__What you will do__. Each line below that includes the word "println" is to be reported.

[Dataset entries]

· · ·

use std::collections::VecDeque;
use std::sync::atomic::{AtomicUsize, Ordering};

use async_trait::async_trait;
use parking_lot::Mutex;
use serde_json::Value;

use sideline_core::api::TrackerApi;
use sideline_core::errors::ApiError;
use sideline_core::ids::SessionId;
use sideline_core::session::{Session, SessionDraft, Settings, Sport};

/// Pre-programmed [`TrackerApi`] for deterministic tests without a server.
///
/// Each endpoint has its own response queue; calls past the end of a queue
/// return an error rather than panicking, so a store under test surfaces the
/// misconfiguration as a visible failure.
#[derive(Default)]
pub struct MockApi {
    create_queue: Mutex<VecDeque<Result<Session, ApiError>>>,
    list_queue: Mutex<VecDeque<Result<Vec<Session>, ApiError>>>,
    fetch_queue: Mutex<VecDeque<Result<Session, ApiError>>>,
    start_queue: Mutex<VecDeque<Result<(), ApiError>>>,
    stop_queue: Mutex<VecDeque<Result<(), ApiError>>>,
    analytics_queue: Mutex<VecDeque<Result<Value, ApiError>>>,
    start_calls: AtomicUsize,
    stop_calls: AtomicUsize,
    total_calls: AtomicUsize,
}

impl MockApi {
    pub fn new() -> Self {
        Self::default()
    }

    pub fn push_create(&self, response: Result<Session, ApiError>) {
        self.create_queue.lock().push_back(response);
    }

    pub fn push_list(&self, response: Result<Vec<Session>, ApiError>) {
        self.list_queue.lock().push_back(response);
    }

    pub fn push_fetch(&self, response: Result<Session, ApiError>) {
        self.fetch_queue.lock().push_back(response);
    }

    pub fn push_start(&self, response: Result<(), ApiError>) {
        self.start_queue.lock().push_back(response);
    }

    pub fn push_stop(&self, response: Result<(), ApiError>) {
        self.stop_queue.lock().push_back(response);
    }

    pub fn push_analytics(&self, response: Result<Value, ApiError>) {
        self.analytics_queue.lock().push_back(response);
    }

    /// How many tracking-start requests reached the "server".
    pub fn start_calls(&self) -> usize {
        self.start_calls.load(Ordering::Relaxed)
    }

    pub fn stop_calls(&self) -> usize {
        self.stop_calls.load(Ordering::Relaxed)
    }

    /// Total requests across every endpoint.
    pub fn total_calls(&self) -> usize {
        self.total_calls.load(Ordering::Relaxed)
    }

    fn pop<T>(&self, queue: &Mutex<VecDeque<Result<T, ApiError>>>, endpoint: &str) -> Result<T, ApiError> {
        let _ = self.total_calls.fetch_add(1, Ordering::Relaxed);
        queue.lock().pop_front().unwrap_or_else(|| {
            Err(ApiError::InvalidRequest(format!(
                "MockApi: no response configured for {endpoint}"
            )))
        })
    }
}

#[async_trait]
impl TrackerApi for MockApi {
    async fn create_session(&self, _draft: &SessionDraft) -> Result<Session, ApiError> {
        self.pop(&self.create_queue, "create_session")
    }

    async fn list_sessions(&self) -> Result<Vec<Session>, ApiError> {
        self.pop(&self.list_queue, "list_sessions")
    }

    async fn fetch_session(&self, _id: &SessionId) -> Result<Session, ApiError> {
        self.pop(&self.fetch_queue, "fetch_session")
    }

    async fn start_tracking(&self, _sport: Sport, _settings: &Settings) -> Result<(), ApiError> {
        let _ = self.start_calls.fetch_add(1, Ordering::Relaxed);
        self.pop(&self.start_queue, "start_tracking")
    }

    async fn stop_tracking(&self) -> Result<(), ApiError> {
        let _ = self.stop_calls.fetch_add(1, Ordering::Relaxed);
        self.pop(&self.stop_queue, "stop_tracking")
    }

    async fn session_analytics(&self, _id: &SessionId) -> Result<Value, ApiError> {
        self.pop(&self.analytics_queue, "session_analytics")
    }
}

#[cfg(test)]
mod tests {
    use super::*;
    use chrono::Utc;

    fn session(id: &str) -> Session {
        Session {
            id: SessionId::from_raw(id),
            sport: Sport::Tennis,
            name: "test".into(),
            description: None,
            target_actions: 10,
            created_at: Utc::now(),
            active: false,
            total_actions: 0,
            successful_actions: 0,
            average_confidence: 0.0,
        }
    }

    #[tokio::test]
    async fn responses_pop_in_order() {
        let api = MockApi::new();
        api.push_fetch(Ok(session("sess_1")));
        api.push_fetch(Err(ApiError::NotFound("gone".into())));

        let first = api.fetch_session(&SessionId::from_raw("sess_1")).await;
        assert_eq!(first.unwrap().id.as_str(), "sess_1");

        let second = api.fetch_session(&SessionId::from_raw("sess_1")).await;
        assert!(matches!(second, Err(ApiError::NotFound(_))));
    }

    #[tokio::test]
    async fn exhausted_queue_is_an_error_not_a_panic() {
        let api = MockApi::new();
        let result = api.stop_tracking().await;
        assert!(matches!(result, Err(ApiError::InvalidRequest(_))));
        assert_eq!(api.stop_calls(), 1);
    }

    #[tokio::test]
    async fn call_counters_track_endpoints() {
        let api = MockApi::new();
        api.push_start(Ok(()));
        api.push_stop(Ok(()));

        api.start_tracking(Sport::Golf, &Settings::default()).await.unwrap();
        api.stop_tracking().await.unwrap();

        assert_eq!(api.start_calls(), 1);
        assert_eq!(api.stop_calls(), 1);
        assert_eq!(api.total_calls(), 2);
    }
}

· · ·

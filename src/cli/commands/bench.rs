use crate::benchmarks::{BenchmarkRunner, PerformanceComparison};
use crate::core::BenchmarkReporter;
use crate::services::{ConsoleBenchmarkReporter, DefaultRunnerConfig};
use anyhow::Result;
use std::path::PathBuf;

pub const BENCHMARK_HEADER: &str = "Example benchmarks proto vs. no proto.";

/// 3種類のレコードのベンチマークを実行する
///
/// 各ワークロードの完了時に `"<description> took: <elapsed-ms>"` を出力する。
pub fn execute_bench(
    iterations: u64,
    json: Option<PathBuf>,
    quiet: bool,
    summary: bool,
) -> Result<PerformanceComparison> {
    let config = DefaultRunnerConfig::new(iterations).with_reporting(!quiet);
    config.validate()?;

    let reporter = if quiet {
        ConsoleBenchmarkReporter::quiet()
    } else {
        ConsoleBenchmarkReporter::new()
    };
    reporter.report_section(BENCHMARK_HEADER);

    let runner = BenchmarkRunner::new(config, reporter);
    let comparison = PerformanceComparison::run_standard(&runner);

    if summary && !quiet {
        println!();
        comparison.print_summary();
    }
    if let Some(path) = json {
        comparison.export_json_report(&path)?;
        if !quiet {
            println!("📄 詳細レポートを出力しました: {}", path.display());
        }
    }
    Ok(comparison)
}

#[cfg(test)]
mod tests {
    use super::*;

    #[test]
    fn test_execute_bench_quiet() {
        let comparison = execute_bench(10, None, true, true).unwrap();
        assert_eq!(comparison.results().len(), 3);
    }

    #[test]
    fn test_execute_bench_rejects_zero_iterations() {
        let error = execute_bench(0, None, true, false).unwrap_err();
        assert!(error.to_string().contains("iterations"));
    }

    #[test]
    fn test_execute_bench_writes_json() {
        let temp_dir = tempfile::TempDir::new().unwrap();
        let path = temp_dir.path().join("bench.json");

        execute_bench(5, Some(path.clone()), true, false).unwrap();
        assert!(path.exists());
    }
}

· · ·

__Response to this exercise__.
        println!();
            println!("📄 詳細レポートを出力しました: {}", path.display());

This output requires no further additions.